Looking around I can see the rich getting richer, the poor staying much the same and the middle getting squeezed hard and pushed downwards Brexit or not. We can see acres of think tanks and shagged out politicos and half-wits scraping out a living. Never mind, parliament is out for the summer, Tuscany calls.

Ed P said...

Jim, you could add quite a few to the 30%: all the state-paid NHS paper-pushers.

These unnecessary middle levels of the bureaucratic behemoth absorb any extra funds thrown at the NHS.
Stupid governments take the easy path (for votes), rather than tackling the desperately-needed structural reforms.

Raedwald said...

Jim - good points.

I have to say I've always loathed an economy based on consumer capitalism and if the current crisis brings us to a turning point, albeit a painful one, it will be beneficial. The obscenity of £5 jeans and 99p tees, of plastics, of white goods and iPhones, of cars that are regulated out of use years before their economic lifespans, of factory food and thowaway meat has been hard to stomach.

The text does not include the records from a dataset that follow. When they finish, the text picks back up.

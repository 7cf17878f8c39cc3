//! Index Tokens
//!
//! Keys for value index lookups: a single value or a value interval, each
//! tagged with the kind of node it addresses.

use std::fmt;
use std::ops::Bound;

use crate::data::NodeKind;
use crate::error::{QueryError, QueryResult};

/// Kind of value index
#[derive(Debug, Clone, Copy, PartialEq, Eq, Hash)]
pub enum IndexType {
    Text,
    Attribute,
}

impl IndexType {
    /// Kind of the nodes stored in this index
    #[inline]
    pub fn node_kind(&self) -> NodeKind {
        match self {
            IndexType::Text => NodeKind::Text,
            IndexType::Attribute => NodeKind::Attribute,
        }
    }

    /// Flag passed to `NodeStore::text`
    #[inline]
    pub fn is_text(&self) -> bool {
        matches!(self, IndexType::Text)
    }

    pub fn as_str(&self) -> &'static str {
        match self {
            IndexType::Text => "TEXT",
            IndexType::Attribute => "ATTRIBUTE",
        }
    }
}

/// Exact value lookup
#[derive(Debug, Clone, PartialEq, Eq, Hash)]
pub struct IndexToken {
    pub kind: IndexType,
    pub value: Box<[u8]>,
}

impl IndexToken {
    pub fn new(kind: IndexType, value: &[u8]) -> Self {
        IndexToken {
            kind,
            value: value.into(),
        }
    }
}

/// Value interval lookup; an absent bound is unbounded
#[derive(Debug, Clone, PartialEq, Eq, Hash)]
pub struct StringRange {
    pub kind: IndexType,
    pub min: Option<Box<[u8]>>,
    pub min_inclusive: bool,
    pub max: Option<Box<[u8]>>,
    pub max_inclusive: bool,
}

impl StringRange {
    /// Closed interval `[min, max]`
    pub fn new(kind: IndexType, min: &[u8], max: &[u8]) -> Self {
        StringRange {
            kind,
            min: Some(min.into()),
            min_inclusive: true,
            max: Some(max.into()),
            max_inclusive: true,
        }
    }

    /// Interval with explicit bounds and inclusivity
    pub fn with_bounds(
        kind: IndexType,
        min: Option<&[u8]>,
        min_inclusive: bool,
        max: Option<&[u8]>,
        max_inclusive: bool,
    ) -> Self {
        StringRange {
            kind,
            min: min.map(Into::into),
            min_inclusive,
            max: max.map(Into::into),
            max_inclusive,
        }
    }

    /// Lower bound in `std::ops::Bound` form
    pub fn lower(&self) -> Bound<&[u8]> {
        match &self.min {
            None => Bound::Unbounded,
            Some(min) if self.min_inclusive => Bound::Included(&min[..]),
            Some(min) => Bound::Excluded(&min[..]),
        }
    }

    /// Upper bound in `std::ops::Bound` form
    pub fn upper(&self) -> Bound<&[u8]> {
        match &self.max {
            None => Bound::Unbounded,
            Some(max) if self.max_inclusive => Bound::Included(&max[..]),
            Some(max) => Bound::Excluded(&max[..]),
        }
    }

    /// Check if the interval cannot contain any value (`min == max` with an exclusive bound)
    pub fn is_degenerate(&self) -> bool {
        match (&self.min, &self.max) {
            (Some(min), Some(max)) => min == max && !(self.min_inclusive && self.max_inclusive),
            _ => false,
        }
    }

    /// Reject intervals whose lower bound exceeds the upper bound
    pub fn validate(&self) -> QueryResult<()> {
        match (&self.min, &self.max) {
            (Some(min), Some(max)) if min > max => Err(QueryError::InvalidToken {
                token: self.to_string(),
                reason: "lower bound exceeds upper bound",
            }),
            _ => Ok(()),
        }
    }

    /// Range predicate on a node value (byte-lexicographic)
    pub fn contains(&self, value: &[u8]) -> bool {
        let above_min = match &self.min {
            None => true,
            Some(min) if self.min_inclusive => value >= &min[..],
            Some(min) => value > &min[..],
        };
        above_min
            && match &self.max {
                None => true,
                Some(max) if self.max_inclusive => value <= &max[..],
                Some(max) => value < &max[..],
            }
    }
}

/// Lookup performed by an index access
#[derive(Debug, Clone, PartialEq, Eq, Hash)]
pub enum IndexQuery {
    Exact(IndexToken),
    Range(StringRange),
}

impl IndexQuery {
    #[inline]
    pub fn index_type(&self) -> IndexType {
        match self {
            IndexQuery::Exact(token) => token.kind,
            IndexQuery::Range(range) => range.kind,
        }
    }

    /// Check if all lookup values are short enough to be indexed
    pub fn fits(&self, maxlen: usize) -> bool {
        match self {
            IndexQuery::Exact(token) => token.value.len() <= maxlen,
            IndexQuery::Range(range) => {
                range.min.as_ref().map_or(0, |min| min.len()) <= maxlen
                    && range.max.as_ref().map_or(0, |max| max.len()) <= maxlen
            }
        }
    }

    /// Value predicate shared by scans and index verification
    #[inline]
    pub fn matches(&self, value: &[u8]) -> bool {
        match self {
            IndexQuery::Exact(token) => &token.value[..] == value,
            IndexQuery::Range(range) => range.contains(value),
        }
    }

    pub fn validate(&self) -> QueryResult<()> {
        match self {
            IndexQuery::Exact(_) => Ok(()),
            IndexQuery::Range(range) => range.validate(),
        }
    }
}

impl fmt::Display for StringRange {
    fn fmt(&self, f: &mut fmt::Formatter<'_>) -> fmt::Result {
        f.write_str(if self.min_inclusive { "[" } else { "(" })?;
        match &self.min {
            Some(min) => write!(f, "\"{}\"", String::from_utf8_lossy(min))?,
            None => f.write_str("*")?,
        }
        f.write_str(", ")?;
        match &self.max {
            Some(max) => write!(f, "\"{}\"", String::from_utf8_lossy(max))?,
            None => f.write_str("*")?,
        }
        f.write_str(if self.max_inclusive { "]" } else { ")" })
    }
}

impl fmt::Display for IndexQuery {
    fn fmt(&self, f: &mut fmt::Formatter<'_>) -> fmt::Result {
        match self {
            IndexQuery::Exact(token) => write!(
                f,
                "{} \"{}\"",
                token.kind.as_str(),
                String::from_utf8_lossy(&token.value)
            ),
            IndexQuery::Range(range) => write!(f, "{} {}", range.kind.as_str(), range),
        }
    }
}

#[cfg(test)]
mod tests {
    use super::*;
    use crate::error::ErrorKind;

    #[test]
    fn test_range_inclusivity() {
        let range = StringRange::with_bounds(IndexType::Text, Some(&b"b"[..]), false, Some(&b"d"[..]), true);
        assert!(!range.contains(b"b"));
        assert!(range.contains(b"c"));
        assert!(range.contains(b"d"));
        assert!(!range.contains(b"e"));
        // prefixes sort before their extensions
        assert!(range.contains(b"bb"));
        assert!(!range.contains(b"da"));
    }

    #[test]
    fn test_open_bounds() {
        let below = StringRange::with_bounds(IndexType::Attribute, None, true, Some(&b"m"[..]), false);
        assert!(below.contains(b""));
        assert!(below.contains(b"apple"));
        assert!(!below.contains(b"m"));
        assert!(!below.contains(b"zebra"));
    }

    #[test]
    fn test_validate() {
        let range = StringRange::new(IndexType::Text, b"z", b"a");
        let err = range.validate().unwrap_err();
        assert_eq!(err.kind(), ErrorKind::InvalidToken);
        assert!(err.to_string().contains("[\"z\", \"a\"]"));
        assert!(StringRange::new(IndexType::Text, b"a", b"a").validate().is_ok());
    }

    #[test]
    fn test_fits() {
        let query = IndexQuery::Range(StringRange::with_bounds(
            IndexType::Text,
            Some(&b"abc"[..]),
            true,
            None,
            true,
        ));
        assert!(query.fits(3));
        assert!(!query.fits(2));
        assert!(IndexQuery::Exact(IndexToken::new(IndexType::Text, b"")).fits(0));
    }

    #[test]
    fn test_degenerate() {
        let open = StringRange::with_bounds(IndexType::Text, Some(&b"a"[..]), false, Some(&b"a"[..]), true);
        assert!(open.is_degenerate());
        assert!(!StringRange::new(IndexType::Text, b"a", b"a").is_degenerate());
    }
}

You're right that Brexit is just *a* manifestation of a much deeper change afoot - the tectonic plates are shifting and we're undergoing one of those epochal shifts. As you say, plenty of suggestions but no real grasp of what will emerge on the other side.

If I were to recommend Summer reading to anyone Tuscany bound it would be John Berger's Pig Earth, and Knut Hamsun's Growth of the Soil. We're all going to be higgling for eggs before this is out ..

DeeDee99 said...

:)

We have a bit of a history when it comes to "being unreasonable" in the face of demands from various continental European nations.

Dave_G said...


In the face of a dearth of jobs and having 'too many people' why on earth are we insistent on allowing anyone/everyone in to this country? Especially those of limited intelligence and ability? The LEAST people we need.

The (conspiracy theory?) New World Order called for depopulation as well as centralisation of Government and a single global currency. We are seeing the move towards the Government and monetary side of the 'conspiracies' coming to fruition. What's the next step?

Greg T said...

Actually
Bollocks, bollocks & more bollocks.

"We expect you to observe International Law, same as us" ... No!
"if we are trading with you, our side must abide by certain rules, we expect you to do the same" ... No!
If your products & services are marketed to us, they must meet our standards, obviously" ... No!

Self-defeating stupidity & selfishness & amazing ignorance & arrogance

Mark said...

@Troll

"bollocks, bollocks and more bollocks"

For once you actually titled your arse dribble correctly.

You're learning!

PS I don't believe there is a butt hurt barrier you can struggle through

Anonymous said...

Looks like those German car manufacturers aren't even going to try to pressure their government into asking the European Union to give the UK what it wants.

Germany has just said that the UK needs to be "more realistic".

That's a bit late really. It would not have voted Leave if it were.

But it's just as Leave were repeatedly and patiently advised that it would be.

Span Ows said...

Anon 07:21, you're so wrong...unbelievably so but hey, par for the course.

[shakes head in wonder]

Mark said...

"Repeatedly" certainly. "patiently?" As defined in the new troll dictionary perhaps.

Now how much would we have been on the hook for to bail out italy and spain?

Me gag don said...

80 billion euro.
More than the cost of our own covid. Would be our Eu contributions.

As it is, if we wished, we could axe HS2. And add in five years of payments to the wonderful bureaucracy that we need no longer make, and ALL of the chancellor’s covid debt is gone.